Podemos então pensar, que é a desigualdade dos privilégios entre membros do grupo e o líder que leva a um desentendimento das partes? “Você é aluno e eu sou professor e, por isso você deve me respeitar”, parece ser frases constantes em sala. Há alternativa para um melhor entendimento? Por onde ela teria que passar? Como trabalhar essa ‘desigualdade’ dentro de sala de aula? Como legitimar esse lugar sem ocupá-lo? O que os grupos reivindicam seria o acesso a um ideal que o líder parece ter posse, no entanto, o que me parece é que esse ideal já não é mais tão cobiçado pelos alunos e se o é, as formas de demonstrar isso mudaram. Há explicação para até hoje nós, seres humanos, desejarmos ser governados, como se tivesse paixão pela autoridade? Que autoridade é essa? Seria uma espécie de substituto dos primeiros objetos de identificação ou uma nostalgia do tempo em que o eu e o objeto eram um só? Quais outras formas de relações são possíveis? Há como dessexualizá-la e mesmo assim mantê-la?

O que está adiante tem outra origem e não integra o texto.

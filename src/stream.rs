//! Forward-only cursor over a scanned token sequence.

use crate::token::{Span, Token, TokenKind};

/// Owns the tokens of one source and a cursor into them.
///
/// Past the last token, [`current`](Self::current) returns an end-of-stream
/// sentinel positioned right after the last real token.
#[derive(Debug, Clone)]
pub struct TokenStream {
    tokens: Vec<Token>,
    cursor: usize,
    eof: Token,
}

impl TokenStream {
    pub fn new(tokens: Vec<Token>) -> Self {
        let end = tokens
            .last()
            .map_or(Span::new(0, 0, 1, 0), |t| t.span.after());
        Self {
            tokens,
            cursor: 0,
            eof: Token::eof(end),
        }
    }

    /// The token at the cursor, or the sentinel.
    pub fn current(&self) -> &Token {
        self.tokens.get(self.cursor).unwrap_or(&self.eof)
    }

    pub fn kind(&self) -> TokenKind {
        self.current().kind
    }

    pub fn check(&self, kind: TokenKind) -> bool {
        self.kind() == kind
    }

    /// Move forward one token and return the new current token.
    /// Stays on the sentinel once the end is reached.
    pub fn advance(&mut self) -> &Token {
        if !self.at_end() {
            self.cursor += 1;
        }
        self.current()
    }

    /// Return the current token and move past it.
    pub fn bump(&mut self) -> Token {
        let token = self.current().clone();
        self.advance();
        token
    }

    pub fn at_end(&self) -> bool {
        self.cursor >= self.tokens.len()
    }

    /// Number of tokens consumed so far.
    pub fn position(&self) -> usize {
        self.cursor
    }

    pub fn is_empty(&self) -> bool {
        self.tokens.is_empty()
    }
}

impl From<Vec<Token>> for TokenStream {
    fn from(tokens: Vec<Token>) -> Self {
        Self::new(tokens)
    }
}
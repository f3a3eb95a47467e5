//! horn_syntax: scanner and parser for a minimal Horn-clause notation.
//!
//! A source file holds facts and rules followed by exactly one query,
//! built from atoms, variables, unsigned numerals and compound terms.
//! This crate checks that such a file is lexically and syntactically
//! well formed and builds its syntax tree. It performs no resolution.
//!
//! # Pipeline
//!
//! - [`scan`] turns text into [`Token`]s with line/column positions and
//!   stops at the first unrecognized character.
//! - [`TokenStream`] gives the parser one token of lookahead.
//! - [`parse`] builds a [`Program`], collecting every [`SyntaxError`] of
//!   the file instead of stopping at the first one.
//!
//! # Example
//!
//! ```
//! let source = "parent(tom, bob).\n\
//!               ancestor(X, Y) :- parent(X, Y).\n\
//!               ?- ancestor(tom, bob).";
//! let program = horn_syntax::parse_source(source).unwrap();
//! assert_eq!(program.clauses.len(), 2);
//! assert_eq!(program.query.goals[0].functor, "ancestor");
//! ```

pub mod ast;
pub mod error;
pub mod lexer;
pub mod parser;
pub mod stream;
pub mod token;


pub use ast::{Clause, PartialProgram, Predicate, Program, Query, Term};
pub use error::{Error, LexError, LexErrorKind, SyntaxError};
pub use lexer::{scan, Lexer};
pub use parser::{parse, ParseFailure, Parser};
pub use stream::TokenStream;
pub use token::{Literal, Span, Token, TokenKind};

/// Scan and parse a whole source text.
///
/// A lexical error stops before parsing; otherwise every syntax error of
/// the source is reported in the returned [`ParseFailure`].
pub fn parse_source(source: &str) -> Result<Program, Error> {
    let tokens = Lexer::new(source).tokenize()?;
    Ok(parse(tokens)?)
}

quarta-feira, 22 de abril de 2009

Ata de encontro

Dia 26/03/2009 - das 16h às 18h Sala 03 da Pós-Graduação, FaE/UFMG

“PSICOLOGIA DE GRUPO E ANÁLISE DO EGO", obras completas de Sigmund Freud, VOL. XVIII, 1921

Resumo:
A coordenação do encontro ficou por conta de Marcelo Ricardo Pereira e o registro por responsabilidade de Márcio Boaventura Jr. Em um primeiro momento foi solicitada uma apresentação dos membros presentes, uma vez que reiniciada as atividades do Panóptico em 2009 o grupo de estudo aumentou relativamente.

Em seguida, o coordenador apresentou o histórico do Grupo Panóptico, bem como sua finalidade e objetivada neste novo ciclo, qual seja, estudar a obra Freudiana relativa ao vínculo social, bem como as contribuições lacanianas à mesma.

O início dos estudos deu-se com Marcelo Ricardo trazendo elementos como:
- Acentuar a preocupação/tese de Freud ao escrever o texto (1921).
- Europa devastada pela 1ª Guerra Mundial
- Esse cenário instiga o surgimento de “salvadores da pátria”, fortalece grupos, etc.
- o texto freudiano estudado aborda a questão social e o comportamento humano.
- o que aconteceu com a Europa civilizada que em seu ápice do progresso humano sucumbe a guerra. Tem algo no humano que fustiga isso?
- Como se formam os grupos (teses)?
- Declínio da religião e da ciência (uma vez que ambas não foram capazes de salvar a humanidade de seu destino). Período de desilusão com o mundo moderno.

Capítulo 1
Psicologia Social e psicologia Individual
A segunda emerge da primeira
- instinto gregário ou de grupo.

Capítulo 2
Lebon
Capítulo 3
Grupos organizados
Quais as razões para ele acontecer.

Capítulo 4
Introduz sugestão e libido
Sugestão = enigma, entendendo-a pela libido.
Tentativa de tirar a psicanálise do pansexualismo
Amor e linguagem.

Capítulo 5
Dissolução da idéia de líder materializado.
Pânico: no desampara quando o líder não se apresenta.

Capítulo 6
A simples união de pessoas não faz grupo, é preciso ato!
Amor homossexual inibido em sua sexualidade.
Homogeneidade leva à pulsão de morte.

Capítulo 7
Identificação
Laço extremamente remoto, parcial, limitado e dependente do traço do outro.
Édipo, regressão (escolha de objeto) e contágio.
Ideal de eu a partir do signo do outro, ao fazer isso nos dividimos e criamos um tirano que nos vigia.

Capítulo 8
Estar amando e hipnose
Grupo = hipnose
Estar amando é um excesso de sexualização
Grupo ocorre sublimação da sexualidade

Capítulo 9
Põe em questão a fórmula anterior
Não existe instinto gregário, precisamos ser lembrados diariamente do pacto social.

Capítulo 10
Horda primeva para reforçar o grupo
Hipnose é uma atualização da horda
Abandonar a idéia do Eu x genealidade do líder

Debates:
A violência é algo da classe social?
O que a mídia produz dá forma ao meu pensa?
Não é o crime que me intedita e sim a própria linguagem.
Interditar o fazer e permitir o dizer.
Onde se orientar em um mundo não inteditado?

Esgotado o tempo do encontro, ficou decidido que o próximo se dará no dia 23/04/2009, no mesmo local e horário. Raquel e Gustavo produziram reflexões em forma de texto para aquecer o próximo debate, ainda sobre o mesmo tema.Sem mais a registrar. Encontro encerrado.